• Directions:
The records follow. Print, word for word, the first line through the "mod workflow_config;" line.

• Dataset excerpts:
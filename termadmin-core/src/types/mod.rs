//! Type definition module

mod atom;
mod metadata;
mod paging;
mod project;
mod workflow;

pub use atom::{Atom, Component};
pub use metadata::{AttributeName, MetadataKind, MetadataRecord, TermType};
pub use paging::{Page, Pageable, PagingState, SortValue, DEFAULT_PAGE_SIZE};
pub use project::ProjectContext;
pub use workflow::WorkflowConfig;
//! Add/edit dialog workflows
//!
//! Each dialog owns an [`EditSession`]; the invoking page only sees the final
//! [`WorkflowOutcome`].

mod operation;
mod session;
mod term_type;
mod workflow_config;

pub use operation::{EditAction, RecordKind, RemoteOperation};
pub use session::{
    merge_record, Completion, EditSession, ErrorList, Keyed, SessionState, SubmitError, Ticket,
    WorkflowOutcome,
};
pub use term_type::{PendingMetadataSubmit, TermTypeEditor, BLANK_FIELDS_NOTICE};
pub use workflow_config::{ConfigEditor, PendingConfigSubmit};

• Result for this task:
filename termadmin-core/src/types/mod.rs
//! Type definition module

mod atom;
mod metadata;
mod paging;
mod project;
mod workflow;

pub use atom::{Atom, Component};
pub use metadata::{AttributeName, MetadataKind, MetadataRecord, TermType};
pub use paging::{Page, Pageable, PagingState, SortValue, DEFAULT_PAGE_SIZE};
pub use project::ProjectContext;
pub use workflow::WorkflowConfig;
//! Add/edit dialog workflows
//!
//! Each dialog owns an [`EditSession`]; the invoking page only sees the final
//! [`WorkflowOutcome`].

mod operation;
mod session;
mod term_type;
mod workflow_config;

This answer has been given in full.